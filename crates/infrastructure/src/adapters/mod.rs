//! Port adapters over the integration clients

mod account_adapter;
mod directions_adapter;
mod location_adapter;
mod places_adapter;

pub use account_adapter::AccountAdapter;
pub use directions_adapter::DirectionsAdapter;
pub use location_adapter::ConfiguredLocationAdapter;
pub use places_adapter::PlacesAdapter;
//! Places / geocoding client
//!
//! Autocomplete, place-detail resolution, and reverse geocoding against
//! the Google maps web APIs. Responses carry their own `status` field on
//! top of the HTTP status; both are checked here, and raw payloads are
//! converted into typed results at this boundary.

use std::time::Duration;

use async_trait::async_trait;
use domain::value_objects::{GeoLocation, Place};
use moka::future::Cache;
use reqwest::Client;
use serde::Deserialize;
use tracing::{debug, instrument, warn};

use crate::config::PlacesConfig;
use crate::error::PlacesError;

/// Name used when the provider returns a place without one
const UNKNOWN_NAME: &str = "Unknown Location";

/// Address used when the provider returns a place without one
const UNKNOWN_ADDRESS: &str = "No address available";

/// One autocomplete candidate, resolvable to a full place
#[derive(Debug, Clone, PartialEq, Eq)]
pub struct PlacePrediction {
    /// Opaque provider place identifier
    pub place_id: String,
    /// Human-readable candidate description
    pub description: String,
}

/// Trait for place resolution clients
#[async_trait]
pub trait PlacesClient: Send + Sync {
    /// Suggest places for a partial text query, biased to the configured
    /// service area
    async fn autocomplete(&self, query: &str) -> Result<Vec<PlacePrediction>, PlacesError>;

    /// Resolve a place id to coordinates, name, and address
    async fn place_details(&self, place_id: &str) -> Result<Place, PlacesError>;

    /// Resolve coordinates to the nearest formatted address
    async fn reverse_geocode(&self, latitude: f64, longitude: f64)
    -> Result<String, PlacesError>;
}

/// Places client backed by the Google Places and Geocoding web APIs
#[derive(Debug)]
pub struct GooglePlacesClient {
    client: Client,
    config: PlacesConfig,
    details_cache: Cache<String, Place>,
}

impl GooglePlacesClient {
    /// Create a new places client
    ///
    /// # Errors
    ///
    /// Returns an error if the HTTP client cannot be initialized.
    pub fn new(config: &PlacesConfig) -> Result<Self, PlacesError> {
        let client = Client::builder()
            .timeout(Duration::from_secs(config.timeout_secs))
            .user_agent("komyut/0.2")
            .build()
            .map_err(|e| PlacesError::ConnectionFailed(e.to_string()))?;

        let cache_ttl = if config.cache_ttl_minutes > 0 {
            Duration::from_secs(u64::from(config.cache_ttl_minutes) * 60)
        } else {
            Duration::from_secs(1) // Minimal TTL when "disabled"
        };

        let details_cache = Cache::builder()
            .max_capacity(500)
            .time_to_live(cache_ttl)
            .build();

        Ok(Self {
            client,
            config: config.clone(),
            details_cache,
        })
    }

    /// Issue a GET and surface transport failures as typed errors
    async fn get_body(&self, url: &str, params: &[(&str, String)]) -> Result<String, PlacesError> {
        let response = self
            .client
            .get(url)
            .query(params)
            .send()
            .await
            .map_err(|e| {
                if e.is_timeout() {
                    PlacesError::Timeout {
                        timeout_secs: self.config.timeout_secs,
                    }
                } else {
                    PlacesError::ConnectionFailed(e.to_string())
                }
            })?;

        let status = response.status();
        if status == reqwest::StatusCode::TOO_MANY_REQUESTS {
            return Err(PlacesError::RateLimitExceeded);
        }
        if !status.is_success() {
            return Err(PlacesError::RequestFailed(format!("HTTP {status}")));
        }

        response
            .text()
            .await
            .map_err(|e| PlacesError::ParseError(e.to_string()))
    }

    /// Parse the raw autocomplete payload, dropping candidates without a
    /// place id
    fn parse_autocomplete_response(
        body: &str,
        query: &str,
    ) -> Result<Vec<PlacePrediction>, PlacesError> {
        let raw: RawAutocompleteResponse =
            serde_json::from_str(body).map_err(|e| PlacesError::ParseError(e.to_string()))?;

        match raw.status.as_str() {
            "OK" => {}
            "ZERO_RESULTS" => return Err(PlacesError::NoResults(query.to_string())),
            "OVER_QUERY_LIMIT" => return Err(PlacesError::RateLimitExceeded),
            other => return Err(PlacesError::RequestFailed(format!("status {other}"))),
        }

        let total = raw.predictions.len();
        let predictions: Vec<PlacePrediction> = raw
            .predictions
            .into_iter()
            .filter_map(|p| {
                let place_id = p.place_id?;
                Some(PlacePrediction {
                    place_id,
                    description: p.description.unwrap_or_default(),
                })
            })
            .collect();

        if predictions.len() < total {
            debug!(
                dropped = total - predictions.len(),
                "Dropped predictions without a place id"
            );
        }

        if predictions.is_empty() {
            return Err(PlacesError::NoResults(query.to_string()));
        }

        Ok(predictions)
    }

    /// Parse the raw place-details payload into a domain place
    fn parse_details_response(body: &str, place_id: &str) -> Result<Place, PlacesError> {
        let raw: RawDetailsResponse =
            serde_json::from_str(body).map_err(|e| PlacesError::ParseError(e.to_string()))?;

        match raw.status.as_str() {
            "OK" => {}
            "NOT_FOUND" | "ZERO_RESULTS" => {
                return Err(PlacesError::NotFound(place_id.to_string()));
            }
            "OVER_QUERY_LIMIT" => return Err(PlacesError::RateLimitExceeded),
            other => return Err(PlacesError::RequestFailed(format!("status {other}"))),
        }

        let result = raw
            .result
            .ok_or_else(|| PlacesError::ParseError("response has no result".to_string()))?;
        let coords = result
            .geometry
            .and_then(|g| g.location)
            .ok_or_else(|| PlacesError::ParseError("result has no geometry".to_string()))?;

        let location = GeoLocation::new(coords.lat, coords.lng)
            .map_err(|e| PlacesError::ParseError(e.to_string()))?;

        Ok(Place::new(
            location,
            result.name.unwrap_or_else(|| UNKNOWN_NAME.to_string()),
            result
                .formatted_address
                .unwrap_or_else(|| UNKNOWN_ADDRESS.to_string()),
        ))
    }

    /// Parse the raw reverse-geocode payload into the first address
    fn parse_reverse_response(
        body: &str,
        latitude: f64,
        longitude: f64,
    ) -> Result<String, PlacesError> {
        let raw: RawGeocodeResponse =
            serde_json::from_str(body).map_err(|e| PlacesError::ParseError(e.to_string()))?;

        match raw.status.as_str() {
            "OK" => {}
            "ZERO_RESULTS" => {
                return Err(PlacesError::NotFound(format!("{latitude},{longitude}")));
            }
            "OVER_QUERY_LIMIT" => return Err(PlacesError::RateLimitExceeded),
            other => return Err(PlacesError::RequestFailed(format!("status {other}"))),
        }

        raw.results
            .into_iter()
            .find_map(|r| r.formatted_address)
            .ok_or_else(|| PlacesError::NotFound(format!("{latitude},{longitude}")))
    }
}

#[async_trait]
impl PlacesClient for GooglePlacesClient {
    #[instrument(skip(self))]
    async fn autocomplete(&self, query: &str) -> Result<Vec<PlacePrediction>, PlacesError> {
        if query.trim().is_empty() {
            return Err(PlacesError::NoResults(query.to_string()));
        }

        let url = format!("{}/place/autocomplete/json", self.config.base_url);
        let params = [
            ("input", query.to_string()),
            (
                "location",
                format!("{},{}", self.config.bias_latitude, self.config.bias_longitude),
            ),
            ("radius", self.config.bias_radius_meters.to_string()),
            ("key", self.config.api_key.clone()),
        ];

        debug!(%query, "Requesting place suggestions");
        let body = self.get_body(&url, &params).await?;
        let predictions = Self::parse_autocomplete_response(&body, query)?;

        debug!(count = predictions.len(), "Suggestions found");
        Ok(predictions)
    }

    #[instrument(skip(self))]
    async fn place_details(&self, place_id: &str) -> Result<Place, PlacesError> {
        if let Some(place) = self.details_cache.get(place_id).await {
            debug!(%place_id, "Place details cache hit");
            return Ok(place);
        }

        let url = format!("{}/place/details/json", self.config.base_url);
        let params = [
            ("place_id", place_id.to_string()),
            ("fields", "geometry,name,formatted_address".to_string()),
            ("key", self.config.api_key.clone()),
        ];

        debug!(%place_id, "Resolving place details");
        let body = self.get_body(&url, &params).await?;
        let place = Self::parse_details_response(&body, place_id)?;

        self.details_cache
            .insert(place_id.to_string(), place.clone())
            .await;
        debug!(%place_id, name = %place.name, "Place resolved");
        Ok(place)
    }

    #[instrument(skip(self))]
    async fn reverse_geocode(
        &self,
        latitude: f64,
        longitude: f64,
    ) -> Result<String, PlacesError> {
        let url = format!("{}/geocode/json", self.config.base_url);
        let params = [
            ("latlng", format!("{latitude},{longitude}")),
            ("key", self.config.api_key.clone()),
        ];

        debug!(%latitude, %longitude, "Reverse geocoding");
        let body = self.get_body(&url, &params).await?;
        let address = Self::parse_reverse_response(&body, latitude, longitude)?;

        if address.is_empty() {
            warn!(%latitude, %longitude, "Reverse geocode returned an empty address");
        }
        Ok(address)
    }
}

// --- Raw API response types for deserialization ---

#[derive(Debug, Deserialize)]
struct RawAutocompleteResponse {
    status: String,
    #[serde(default)]
    predictions: Vec<RawPrediction>,
}

#[derive(Debug, Deserialize)]
struct RawPrediction {
    place_id: Option<String>,
    description: Option<String>,
}

#[derive(Debug, Deserialize)]
struct RawDetailsResponse {
    status: String,
    result: Option<RawPlaceResult>,
}

#[derive(Debug, Deserialize)]
struct RawPlaceResult {
    name: Option<String>,
    formatted_address: Option<String>,
    geometry: Option<RawGeometry>,
}

#[derive(Debug, Deserialize)]
struct RawGeometry {
    location: Option<RawLatLng>,
}

#[derive(Debug, Deserialize)]
struct RawLatLng {
    lat: f64,
    lng: f64,
}

#[derive(Debug, Deserialize)]
struct RawGeocodeResponse {
    status: String,
    #[serde(default)]
    results: Vec<RawGeocodeResult>,
}

#[derive(Debug, Deserialize)]
struct RawGeocodeResult {
    formatted_address: Option<String>,
}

..............................

[EXERCISE AIM] Write out a verbatim copy of the data, beginning with its first line and ending with the line that contains "at this boundary.".

[SOLUTION TO THE EXERCISE]
filename crates/infrastructure/src/adapters/mod.rs
//! Port adapters over the integration clients

mod account_adapter;
mod directions_adapter;
mod location_adapter;
mod places_adapter;

pub use account_adapter::AccountAdapter;
pub use directions_adapter::DirectionsAdapter;
pub use location_adapter::ConfiguredLocationAdapter;
pub use places_adapter::PlacesAdapter;
//! Places / geocoding client
//!
//! Autocomplete, place-detail resolution, and reverse geocoding against
//! the Google maps web APIs. Responses carry their own `status` field on
//! top of the HTTP status; both are checked here, and raw payloads are
//! converted into typed results at this boundary.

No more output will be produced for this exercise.